I won’t spoil any more, because I think you can see the main conflicts here.

What strikes me most about this book is that Annares feels real. We all grew up with books like Animal Farm or Nineteen Eighty-Four or (shudder) Anthem, which are more anti-Communist (capital C) than anti-communitarian – although you can make a good argument that Animal Farm is closest to The Dispossessed’s natural enemy. We have this image of communitarian society as the kind of thing that’s inextricably tied to the state, whereby the state transforms into a murderous enforcer of orthodoxy.

For those of us who envision a kind of non-statist left, this has always felt… hollow. I know that I’m inviting a chorus of “no true Scotsman” or “Soviet Russia wasn’t really communist”, which is not exactly what I intend to do. My point is only that of course marrying communitarian ideals to the state is horrifying; marrying anything to the state is horrifying. The state itself is horrifying, regardless of what you attach to the side of it.

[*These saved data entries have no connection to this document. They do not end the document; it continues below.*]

//! Language-model access for the agent loop and the memory modules.
//!
//! The [`LanguageModel`] trait is the seam the runtime depends on; the
//! production implementation is [`GeminiClient`] against the Gemini
//! generateContent API with JSON-mode output. Messages are role + parts so
//! image bytes ride alongside text for vision calls.

use std::time::Duration;

use async_trait::async_trait;
use base64::Engine;
use serde::{Deserialize, Serialize};
use serde_json::json;
use thiserror::Error;
use tracing::{debug, info};

/// Hard per-call deadline. A timeout fails the cycle as transient.
pub const LLM_DEADLINE: Duration = Duration::from_secs(90);

/// Default model for normal turns.
pub const STANDARD_MODEL: &str = "gemini-3-flash-preview";
/// Low-latency model used during voice calls (fast mode).
pub const FAST_MODEL: &str = "gemini-2.5-flash-lite";

#[derive(Debug, Error)]
pub enum LlmError {
    #[error("llm call timed out after {0:?}")]
    Timeout(Duration),
    #[error("llm transport error: {0}")]
    Transport(String),
    #[error("llm api error ({status}): {message}")]
    Api { status: u16, message: String },
    #[error("empty response from llm")]
    EmptyResponse,
}

impl LlmError {
    pub fn is_transient(&self) -> bool {
        match self {
            LlmError::Timeout(_) | LlmError::Transport(_) => true,
            LlmError::Api { status, .. } => *status == 429 || *status >= 500,
            LlmError::EmptyResponse => false,
        }
    }
}

#[derive(Debug, Clone, Copy, PartialEq, Eq, Serialize, Deserialize)]
#[serde(rename_all = "lowercase")]
pub enum LlmRole {
    User,
    Model,
}

/// One part of a message: text or inline binary (e.g. an image).
#[derive(Debug, Clone)]
pub enum Part {
    Text(String),
    Blob { mime_type: String, data: Vec<u8> },
}

#[derive(Debug, Clone)]
pub struct LlmMessage {
    pub role: LlmRole,
    pub parts: Vec<Part>,
}

impl LlmMessage {
    pub fn user(text: impl Into<String>) -> Self {
        Self {
            role: LlmRole::User,
            parts: vec![Part::Text(text.into())],
        }
    }

    pub fn model(text: impl Into<String>) -> Self {
        Self {
            role: LlmRole::Model,
            parts: vec![Part::Text(text.into())],
        }
    }

    pub fn user_parts(parts: Vec<Part>) -> Self {
        Self {
            role: LlmRole::User,
            parts,
        }
    }
}

/// Seam between the runtime and the model provider.
#[async_trait]
pub trait LanguageModel: Send + Sync {
    /// Run one generation returning the raw response text. The model is
    /// instructed to emit JSON; `fast_mode` selects the low-latency variant.
    async fn generate_json(&self, messages: &[LlmMessage], fast_mode: bool)
        -> Result<String, LlmError>;
}

/// Gemini generateContent client.
pub struct GeminiClient {
    http: reqwest::Client,
    api_key: String,
    base_url: String,
    standard_model: String,
    fast_model: String,
}

impl GeminiClient {
    pub fn new(api_key: &str) -> Result<Self, LlmError> {
        Self::with_base_url(api_key, "https://generativelanguage.googleapis.com")
    }

    pub fn with_base_url(api_key: &str, base_url: &str) -> Result<Self, LlmError> {
        let http = reqwest::Client::builder()
            .timeout(LLM_DEADLINE)
            .build()
            .map_err(|e| LlmError::Transport(e.to_string()))?;
        Ok(Self {
            http,
            api_key: api_key.to_string(),
            base_url: base_url.trim_end_matches('/').to_string(),
            standard_model: STANDARD_MODEL.to_string(),
            fast_model: FAST_MODEL.to_string(),
        })
    }

    fn encode_messages(messages: &[LlmMessage]) -> Vec<serde_json::Value> {
        messages
            .iter()
            .map(|message| {
                let parts: Vec<serde_json::Value> = message
                    .parts
                    .iter()
                    .map(|part| match part {
                        Part::Text(text) => json!({ "text": text }),
                        Part::Blob { mime_type, data } => json!({
                            "inline_data": {
                                "mime_type": mime_type,
                                "data": base64::engine::general_purpose::STANDARD.encode(data),
                            }
                        }),
                    })
                    .collect();
                let role = match message.role {
                    LlmRole::User => "user",
                    LlmRole::Model => "model",
                };
                json!({ "role": role, "parts": parts })
            })
            .collect()
    }
}

/// Pull the concatenated text out of a generateContent response body.
pub fn extract_text(body: &serde_json::Value) -> Result<String, LlmError> {
    let parts = body["candidates"][0]["content"]["parts"]
        .as_array()
        .ok_or(LlmError::EmptyResponse)?;
    let text: String = parts
        .iter()
        .filter_map(|p| p["text"].as_str())
        .collect::<Vec<_>>()
        .join("");
    if text.trim().is_empty() {
        return Err(LlmError::EmptyResponse);
    }
    Ok(text.trim().to_string())
}

#[async_trait]
impl LanguageModel for GeminiClient {
    async fn generate_json(
        &self,
        messages: &[LlmMessage],
        fast_mode: bool,
    ) -> Result<String, LlmError> {
        let model = if fast_mode {
            &self.fast_model
        } else {
            &self.standard_model
        };
        let url = format!(
            "{}/v1beta/models/{}:generateContent?key={}",
            self.base_url, model, self.api_key
        );
        let payload = json!({
            "contents": Self::encode_messages(messages),
            "generationConfig": { "response_mime_type": "application/json" },
        });

        debug!(model, message_count = messages.len(), "calling llm");
        let request = self.http.post(&url).json(&payload).send();
        let response = tokio::time::timeout(LLM_DEADLINE, request)
            .await
            .map_err(|_| LlmError::Timeout(LLM_DEADLINE))?
            .map_err(|e| {
                if e.is_timeout() {
                    LlmError::Timeout(LLM_DEADLINE)
                } else {
                    LlmError::Transport(e.to_string())
                }
            })?;

        let status = response.status();
        if !status.is_success() {
            let message = response.text().await.unwrap_or_default();
            return Err(LlmError::Api {
                status: status.as_u16(),
                message,
            });
        }

        let body: serde_json::Value = response
            .json()
            .await
            .map_err(|e| LlmError::Transport(e.to_string()))?;
        let text = extract_text(&body)?;
        info!(model, reply_len = text.len(), "llm reply received");
        Ok(text)
    }
}

#[cfg(test)]
mod tests {
    use super::*;

    #[test]
    fn transient_classification() {
        assert!(LlmError::Timeout(LLM_DEADLINE).is_transient());
        assert!(LlmError::Transport("connection reset".into()).is_transient());
        assert!(LlmError::Api {
            status: 503,
            message: String::new()
        }
        .is_transient());
        assert!(LlmError::Api {
            status: 429,
            message: String::new()
        }
        .is_transient());
        assert!(!LlmError::Api {
            status: 400,
            message: String::new()
        }
        .is_transient());
        assert!(!LlmError::EmptyResponse.is_transient());
    }

    #[test]
    fn extract_text_joins_parts() {
        let body = serde_json::json!({
            "candidates": [{
                "content": { "parts": [{"text": "{\"thought\""}, {"text": ": \"hi\"}"}] }
            }]
        });
        assert_eq!(extract_text(&body).unwrap(), "{\"thought\": \"hi\"}");
    }

    #[test]
    fn extract_text_rejects_empty() {
        let body = serde_json::json!({ "candidates": [] });
        assert!(matches!(extract_text(&body), Err(LlmError::EmptyResponse)));
        let blank = serde_json::json!({
            "candidates": [{ "content": { "parts": [{"text": "  "}] } }]
        });
        assert!(matches!(extract_text(&blank), Err(LlmError::EmptyResponse)));
    }

    #[test]
    fn blob_parts_encode_as_inline_data() {
        let messages = vec![LlmMessage::user_parts(vec![
            Part::Text("look".into()),
            Part::Blob {
                mime_type: "image/png".into(),
                data: vec![1, 2, 3],
            },
        ])];
        let encoded = GeminiClient::encode_messages(&messages);
        assert_eq!(encoded[0]["parts"][0]["text"], "look");
        assert_eq!(encoded[0]["parts"][1]["inline_data"]["mime_type"], "image/png");
        assert_eq!(encoded[0]["parts"][1]["inline_data"]["data"], "AQID");
    }
}
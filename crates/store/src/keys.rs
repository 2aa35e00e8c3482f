use std::path::{Path, PathBuf};
use std::time::Duration;

use parking_lot::RwLock;
use tracing::{info, warn};

const LOAD_ATTEMPTS: u32 = 10;
const LOAD_BACKOFF_BASE: Duration = Duration::from_millis(500);
const LOAD_BACKOFF_CAP: Duration = Duration::from_secs(30);

/// The shared internal API key, generated by the gateway on first boot and
/// persisted at a well-known path. The gateway may rotate it; callers reload
/// on 401.
pub struct InternalKey {
    path: PathBuf,
    value: RwLock<Option<String>>,
}

impl InternalKey {
    /// Load the key with bounded retry (10 attempts, base 0.5 s, cap 30 s).
    /// A missing key is not fatal here: authenticated requests will fail
    /// and trigger a reload.
    pub async fn load(path: impl AsRef<Path>) -> Self {
        let path = path.as_ref().to_path_buf();
        let mut delay = LOAD_BACKOFF_BASE;
        let mut value = None;

        for attempt in 1..=LOAD_ATTEMPTS {
            match read_key(&path) {
                Some(key) => {
                    info!(attempt, "internal api key loaded");
                    value = Some(key);
                    break;
                }
                None => {
                    warn!(attempt, attempts = LOAD_ATTEMPTS, path = %path.display(), "internal api key not ready");
                }
            }
            if attempt < LOAD_ATTEMPTS {
                tokio::time::sleep(delay).await;
                delay = (delay * 2).min(LOAD_BACKOFF_CAP);
            }
        }

        Self {
            path,
            value: RwLock::new(value),
        }
    }

    /// Build without waiting; used by tests with a pre-written key file.
    pub fn at(path: impl AsRef<Path>) -> Self {
        let path = path.as_ref().to_path_buf();
        let value = read_key(&path);
        Self {
            path,
            value: RwLock::new(value),
        }
    }

    pub fn current(&self) -> Option<String> {
        self.value.read().clone()
    }

    /// Re-read from disk, e.g. after a 401.
    pub fn reload(&self) -> bool {
        match read_key(&self.path) {
            Some(key) => {
                *self.value.write() = Some(key);
                info!("internal api key reloaded");
                true
            }
            None => {
                warn!(path = %self.path.display(), "internal api key reload failed");
                false
            }
        }
    }
}

fn read_key(path: &Path) -> Option<String> {
    std::fs::read_to_string(path)
        .ok()
        .map(|s| s.trim().to_string())
        .filter(|s| !s.is_empty())
}
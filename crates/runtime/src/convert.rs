//! Conversion from built conversation messages to the LLM wire shape.
//!
//! User messages can carry base64 image blobs buried inside a
//! JSON-stringified notifications payload (or attached structurally by the
//! image-injection step). The text sent to the model must not include those
//! blobs: they are replaced with a metadata note and re-attached as separate
//! binary parts, keeping the token budget bounded.

use base64::Engine;
use serde_json::{json, Value};
use tracing::{debug, warn};

use murmur_llm::{LlmMessage, Part};
use murmur_store::MessageRole;

use crate::context::ContextMessage;

pub fn to_llm_messages(messages: &[ContextMessage]) -> Vec<LlmMessage> {
    messages
        .iter()
        .map(|message| match message.role {
            MessageRole::System => {
                let text = content_text(&message.content);
                LlmMessage::user(format!("System: {text}"))
            }
            MessageRole::User => LlmMessage::user_parts(user_parts(&message.content)),
            MessageRole::Assistant => LlmMessage::model(content_text(&message.content)),
        })
        .collect()
}

fn content_text(content: &Value) -> String {
    match content {
        Value::String(text) => text.clone(),
        other => serde_json::to_string(other).unwrap_or_default(),
    }
}

fn user_parts(content: &Value) -> Vec<Part> {
    let mut blobs: Vec<Part> = Vec::new();
    let text = match content {
        Value::String(raw) => match serde_json::from_str::<Value>(raw) {
            Ok(mut batch) if batch.is_array() => {
                blobs.extend(strip_images_from_batch(&mut batch));
                serde_json::to_string(&batch).unwrap_or_else(|_| raw.clone())
            }
            _ => raw.clone(),
        },
        Value::Object(object) => {
            // Structured content: images attached by the injection step, plus
            // a text body that may itself be a stringified notification batch.
            if let Some(Value::Array(images)) = object.get("images") {
                for image in images {
                    if let Some(blob) = decode_image(image) {
                        blobs.push(blob);
                    }
                }
            }

            if let Some(Value::String(raw)) = object.get("notifications") {
                match serde_json::from_str::<Value>(raw) {
                    Ok(mut batch) if batch.is_array() => {
                        blobs.extend(strip_images_from_batch(&mut batch));
                        serde_json::to_string(&batch).unwrap_or_else(|_| raw.clone())
                    }
                    _ => raw.clone(),
                }
            } else if let Some(Value::String(text)) = object.get("text") {
                match serde_json::from_str::<Value>(text) {
                    Ok(mut batch) if batch.is_array() => {
                        blobs.extend(strip_images_from_batch(&mut batch));
                        serde_json::to_string(&batch).unwrap_or_else(|_| text.clone())
                    }
                    _ => text.clone(),
                }
            } else {
                content_text(content)
            }
        }
        other => content_text(other),
    };

    let mut parts = vec![Part::Text(text)];
    if !blobs.is_empty() {
        debug!(count = blobs.len(), "attached image parts for vision");
        parts.extend(blobs);
    }
    parts
}

/// Remove base64 image data from every notification payload in the batch,
/// returning the decoded blobs. Stripped entries keep their metadata plus a
/// note telling the model the bytes travel separately.
fn strip_images_from_batch(batch: &mut Value) -> Vec<Part> {
    let mut blobs = Vec::new();
    let Some(items) = batch.as_array_mut() else {
        return blobs;
    };

    for item in items {
        let Some(payload) = item.get_mut("payload").and_then(|p| p.as_object_mut()) else {
            continue;
        };
        let Some(Value::Array(images)) = payload.get("images") else {
            continue;
        };

        let mut stripped = Vec::with_capacity(images.len());
        for image in images {
            if let Some(blob) = decode_image(image) {
                blobs.push(blob);
            }
            stripped.push(json!({
                "attachment_id": image.get("attachment_id").cloned().unwrap_or(Value::String("unknown".into())),
                "content_type": image.get("content_type").cloned().unwrap_or(Value::String("image/png".into())),
                "_note": "Image data sent separately to vision model",
            }));
        }
        payload.insert("images".to_string(), Value::Array(stripped));
    }
    blobs
}

fn decode_image(image: &Value) -> Option<Part> {
    let data = image.get("base64_data")?.as_str()?;
    let mime_type = image
        .get("content_type")
        .and_then(|v| v.as_str())
        .unwrap_or("image/png")
        .to_string();
    match base64::engine::general_purpose::STANDARD.decode(data) {
        Ok(bytes) => Some(Part::Blob {
            mime_type,
            data: bytes,
        }),
        Err(err) => {
            warn!(error = %err, "failed to decode image payload");
            None
        }
    }
}

#[cfg(test)]
mod tests {
    use super::*;
    use murmur_llm::LlmRole;

    fn message(role: MessageRole, content: Value) -> ContextMessage {
        ContextMessage { role, content }
    }

    #[test]
    fn system_becomes_prefixed_user() {
        let converted = to_llm_messages(&[message(
            MessageRole::System,
            Value::String("You are helpful.".into()),
        )]);
        assert_eq!(converted[0].role, LlmRole::User);
        match &converted[0].parts[0] {
            Part::Text(text) => assert_eq!(text, "System: You are helpful."),
            _ => panic!("expected text part"),
        }
    }

    #[test]
    fn assistant_maps_to_model_role_text_only() {
        let converted = to_llm_messages(&[message(
            MessageRole::Assistant,
            json!({ "thought": "t", "tool_calls": [] }),
        )]);
        assert_eq!(converted[0].role, LlmRole::Model);
        assert_eq!(converted[0].parts.len(), 1);
    }

    #[test]
    fn string_batch_with_images_is_stripped_and_reattached() {
        let batch = json!([{
            "notification_type": "user_message",
            "source": "api_gateway",
            "payload": {
                "content": "look at this",
                "images": [{
                    "attachment_id": "att1",
                    "content_type": "image/jpeg",
                    "base64_data": "AQID"
                }]
            }
        }]);
        let converted = to_llm_messages(&[message(
            MessageRole::User,
            Value::String(batch.to_string()),
        )]);

        let parts = &converted[0].parts;
        assert_eq!(parts.len(), 2);
        match &parts[0] {
            Part::Text(text) => {
                assert!(!text.contains("AQID"), "base64 must be stripped from text");
                assert!(text.contains("sent separately"));
                assert!(text.contains("att1"));
            }
            _ => panic!("expected text part first"),
        }
        match &parts[1] {
            Part::Blob { mime_type, data } => {
                assert_eq!(mime_type, "image/jpeg");
                assert_eq!(data, &vec![1, 2, 3]);
            }
            _ => panic!("expected blob part"),
        }
    }

    #[test]
    fn structured_content_with_injected_images() {
        let content = json!({
            "text": "[]",
            "images": [{ "content_type": "image/png", "base64_data": "AQID" }]
        });
        let converted = to_llm_messages(&[message(MessageRole::User, content)]);
        assert_eq!(converted[0].parts.len(), 2);
        assert!(matches!(&converted[0].parts[1], Part::Blob { .. }));
    }

    #[test]
    fn notifications_wrapper_is_unwrapped_for_the_model() {
        let content = json!({ "notifications": "[{\"notification_type\":\"user_message\",\"payload\":{\"content\":\"hi\"}}]" });
        let converted = to_llm_messages(&[message(MessageRole::User, content)]);
        match &converted[0].parts[0] {
            Part::Text(text) => {
                assert!(text.starts_with('['));
                assert!(text.contains("\"hi\""));
            }
            _ => panic!("expected text part"),
        }
    }

    #[test]
    fn invalid_base64_keeps_metadata_but_skips_blob() {
        let batch = json!([{
            "payload": { "images": [{ "base64_data": "!!!not-base64!!!" }] }
        }]);
        let converted = to_llm_messages(&[message(
            MessageRole::User,
            Value::String(batch.to_string()),
        )]);
        assert_eq!(converted[0].parts.len(), 1);
        match &converted[0].parts[0] {
            Part::Text(text) => assert!(text.contains("sent separately")),
            _ => panic!("expected text part"),
        }
    }
}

So if The Dispossessed succeeds, and I think it does, it’s by confronting what happens if you can somehow detach the state from a communitarian society. I like that the subtitle of this book is “An Ambiguous Utopia”, because Le Guin is willing to take a hard look at that ambiguity. The Annaresti do build up a sort of quasi-government based around the fact that they need some kind of central administrative body to handle who is doing work on which part of the planet. This body gradually accretes the power to ostracize individuals who are insufficiently communitarian (called “egoizers”, which I love), culminating in the hamstringing of Shevek’s work for its failure to comply with society’s notions of the “right” kind of physics.

There is a nice warning embedded in here about the character of social power. This is roughly the same warning embedded in Animal Farm, for what that’s worth, but Le Guin is more sympathetic to the idea that this can work if we’re sufficiently willing to keep trying. Shevek makes several references to the notion of constant revolution, which underlies any anarchistic idea of social arrangements. Human nature being what it is, we must constantly be on guard against conformity and control.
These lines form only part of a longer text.